The hairpiece, male noun , which is worn to artificially replace something natural, is also known as a wick that one adapts at will to one's hairstyle… a toupee what.

In the 17th century, the hairpiece was defined as " applying to something without it appearing there " ... it's wonderful, because by extension this hairpiece perfectly illustrates the acrostic that interests me today ...

The acrostic which comes from the Greek compound akrostikhos, of akros (which means high, elevated) and stikhos (worms); the acrostic therefore is a poem, the initials of the lines of which, read vertically, compose a word.

Thus, when you see your text, the first letters, read vertically, reveal something else without it appearing...a coded message. This literary game used many times by great authors always offers a joyful discovery, sometimes metaphorical, sometimes more explicit.

Metaphorical as in the case of the well-known poem by Rimbaud “Le dormeur du val” where the last stanza says “ The perfumes do not make his nostril shiver; He sleeps in the sun, his hand on his chest, Quiet. There are two red holes on the right side. The…He…Tranquille… LIT …and now the sleeper's bed takes shape in acrostic.

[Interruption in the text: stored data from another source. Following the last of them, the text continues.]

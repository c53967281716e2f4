//! Execution: binding, decoding, and transaction scoping against a
//! scripted driver.

mod common;

use anyhow::anyhow;
use common::{Buyer, MockDriver, Product, Reply, ShippingInfo};
use relq::{downcast, Config, DbClient, Dialect, Expr, Reason, Result, SqlValue, Table};
use similar_asserts::assert_eq;

fn client(replies: Vec<Reply>) -> DbClient<MockDriver> {
    DbClient::new(MockDriver::new(replies), Config::new(Dialect::Ansi))
}

#[test]
fn decodes_mapped_scalar_rows() {
    let q = Product::select()
        .sort_by(|p| p.price)
        .map(|p| p.name)
        .take(2)
        .drop(1);
    let mut db = client(vec![Reply::Rows(vec![vec![SqlValue::Text(
        "Socks".to_string(),
    )]])]);
    assert_eq!(db.run(&q).unwrap(), vec!["Socks".to_string()]);

    let calls = &db.driver().calls;
    assert_eq!(
        calls[0],
        "prepare: SELECT product0.name as res FROM product product0 \
         ORDER BY product0.price LIMIT 1 OFFSET 1"
    );
}

#[test]
fn decodes_except_results() {
    let q = Product::select()
        .map(|p| p.name.to_lowercase())
        .except(Product::select().map(|p| p.kebab_case_name.to_lowercase()));
    let mut db = client(vec![Reply::Rows(vec![
        vec![SqlValue::Text("face mask".to_string())],
        vec![SqlValue::Text("skate board".to_string())],
    ])]);
    assert_eq!(
        db.run(&q).unwrap(),
        vec!["face mask".to_string(), "skate board".to_string()]
    );
}

#[test]
fn left_join_decodes_missing_side_to_none() {
    let q = Buyer::select().left_join(ShippingInfo::select(), |b, s| b.id.eq(s.buyer_id));
    let mut db = client(vec![Reply::Rows(vec![
        vec![
            SqlValue::Int(1),
            SqlValue::Text("A".to_string()),
            SqlValue::Text("2001-04-07".to_string()),
            SqlValue::Int(10),
            SqlValue::Int(1),
            SqlValue::Text("2010-02-03".to_string()),
        ],
        vec![
            SqlValue::Int(3),
            SqlValue::Text("C".to_string()),
            SqlValue::Text("2003-06-09".to_string()),
            SqlValue::Null,
            SqlValue::Null,
            SqlValue::Null,
        ],
    ])]);

    let rows = db.run(&q).unwrap();
    assert_eq!(rows.len(), 2);
    assert_eq!(
        rows[0],
        (
            Buyer {
                id: 1,
                name: "A".to_string(),
                date_of_birth: "2001-04-07".to_string(),
            },
            Some(ShippingInfo {
                id: 10,
                buyer_id: 1,
                shipping_date: "2010-02-03".to_string(),
            })
        )
    );
    assert_eq!(rows[1].1, None);
    assert_eq!(rows[1].0.name, "C");
}

#[test]
fn batched_insert_reports_affected_rows() {
    let insert = Buyer::insert().batched(
        |c| (c.name, c.date_of_birth),
        [
            ("A".to_string(), "2001-04-07".to_string()),
            ("B".to_string(), "2002-05-08".to_string()),
            ("C".to_string(), "2003-06-09".to_string()),
        ],
    );
    let mut db = client(vec![Reply::Count(3)]);
    assert_eq!(db.run_update(&insert).unwrap(), 3);

    let binds = db
        .driver()
        .calls
        .iter()
        .filter(|c| c.starts_with("bind"))
        .count();
    assert_eq!(binds, 6);
}

#[test]
fn driver_errors_carry_the_failed_statement() {
    let q = Product::select().map(|p| p.name);
    let mut db = client(vec![Reply::Fail("no such table: product")]);
    let err = db.run(&q).unwrap_err();
    let message = err.to_string();
    assert!(message.contains("no such table: product"), "got: {message}");
    assert!(message.contains("statement `SELECT"), "got: {message}");
}

#[test]
fn decoding_errors_name_the_column() {
    let q = Product::select().map(|p| p.name);
    let mut db = client(vec![Reply::Rows(vec![vec![SqlValue::Int(5)]])]);
    let err = db.run(&q).unwrap_err();
    assert!(
        err.to_string().contains("decoding error at column `res`"),
        "got: {err}"
    );
}

#[test]
fn run_one_rejects_multiple_rows() {
    let q = Product::select().map(|p| p.id);
    let mut db = client(vec![Reply::Rows(vec![
        vec![SqlValue::Int(1)],
        vec![SqlValue::Int(2)],
    ])]);
    assert!(db.run_one(&q).is_err());
}

#[test]
fn bare_expression_gets_the_dialect_suffix() {
    let sum = Expr::lit(1i64) + Expr::lit(2i64);

    let mut db = DbClient::new(
        MockDriver::new(vec![Reply::Rows(vec![vec![SqlValue::Int(3)]])]),
        Config::new(Dialect::HsqlDb),
    );
    assert_eq!(db.run_expr(&sum).unwrap(), 3);
    assert_eq!(
        db.driver().calls[0],
        "prepare: SELECT ? + ? as res FROM (VALUES (0))"
    );

    let mut db = client(vec![Reply::Rows(vec![vec![SqlValue::Int(3)]])]);
    assert_eq!(db.run_expr(&sum).unwrap(), 3);
    assert_eq!(db.driver().calls[0], "prepare: SELECT ? + ? as res");
}

#[test]
fn returning_decodes_generated_keys() {
    let insert = Buyer::insert()
        .values(|c| vec![c.name.set("A"), c.date_of_birth.set("2001-04-07")])
        .returning(|b| b.id);
    let mut db = DbClient::new(
        MockDriver::new(vec![Reply::Rows(vec![vec![SqlValue::Int(42)]])]),
        Config::new(Dialect::Postgres),
    );
    assert_eq!(db.run_returning(&insert).unwrap(), vec![42]);
}

#[test]
fn transaction_commits_on_success() {
    let insert = Buyer::insert().values(|c| vec![c.name.set("A")]);
    let mut db = client(vec![Reply::Count(1)]);

    let affected = db.transaction(|tx| tx.run_update(&insert)).unwrap();
    assert_eq!(affected, 1);

    let calls = &db.driver().calls;
    assert_eq!(calls.first().unwrap(), "set_auto_commit(false)");
    assert_eq!(calls.last().unwrap(), "set_auto_commit(true)");
    assert_eq!(calls[calls.len() - 2], "commit");
    assert!(!calls.contains(&"rollback".to_string()));
}

#[test]
fn transaction_rolls_back_on_error() {
    let insert = Buyer::insert().values(|c| vec![c.name.set("A")]);
    let mut db = client(vec![Reply::Fail("constraint violation")]);

    let result = db.transaction(|tx| tx.run_update(&insert));
    assert!(result.is_err());

    let calls = &db.driver().calls;
    assert!(calls.contains(&"rollback".to_string()));
    assert_eq!(calls.last().unwrap(), "set_auto_commit(true)");
    assert!(!calls.contains(&"commit".to_string()));
}

#[test]
fn explicit_rollback_propagates_the_marker() {
    let mut db = client(vec![]);
    let result: Result<()> = db.transaction(|tx| tx.rollback());
    let err = result.unwrap_err();
    assert!(matches!(downcast(&err).unwrap().reason, Reason::RolledBack));
    assert!(db.driver().calls.contains(&"rollback".to_string()));
}

#[test]
fn savepoints_nest_with_the_same_discipline() {
    let insert = Buyer::insert().values(|c| vec![c.name.set("A")]);
    let mut db = client(vec![Reply::Count(1)]);

    db.transaction(|tx| {
        tx.savepoint(|inner| inner.run_update(&insert))?;
        let failed: Result<()> = tx.savepoint(|_| Err(anyhow!("inner failure")));
        assert!(failed.is_err());
        Ok(())
    })
    .unwrap();

    let calls = &db.driver().calls;
    let position = |needle: &str| {
        calls
            .iter()
            .position(|c| c == needle)
            .unwrap_or_else(|| panic!("missing `{needle}` in {calls:?}"))
    };
    assert!(position("set_savepoint(sp0)") < position("release_savepoint(sp0)"));
    assert!(position("set_savepoint(sp1)") < position("rollback_to_savepoint(sp1)"));
    assert!(position("rollback_to_savepoint(sp1)") < position("commit"));
}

Wonderful isn't it? Sometimes metaphorical, then, but sometimes more explicit too, like the well-known correspondence from Alfred de Musset to George Sand where, under cover of a sweet and romantic poem, Alfred asks his beautiful Aurore " When do you want me to sleep with you " thus offering him the possibility of replying “ This signal favor that your heart demands, Harms my fame and repels my soul. Thisnight … less poetic, obviously, but more concrete… to say the least.

So take your pens and, in your finest handwriting, find the romantic hero hiding in you in order to create acrostics on the shopping lists and - without it appearing - you declare the flame that burns at the end of this wick.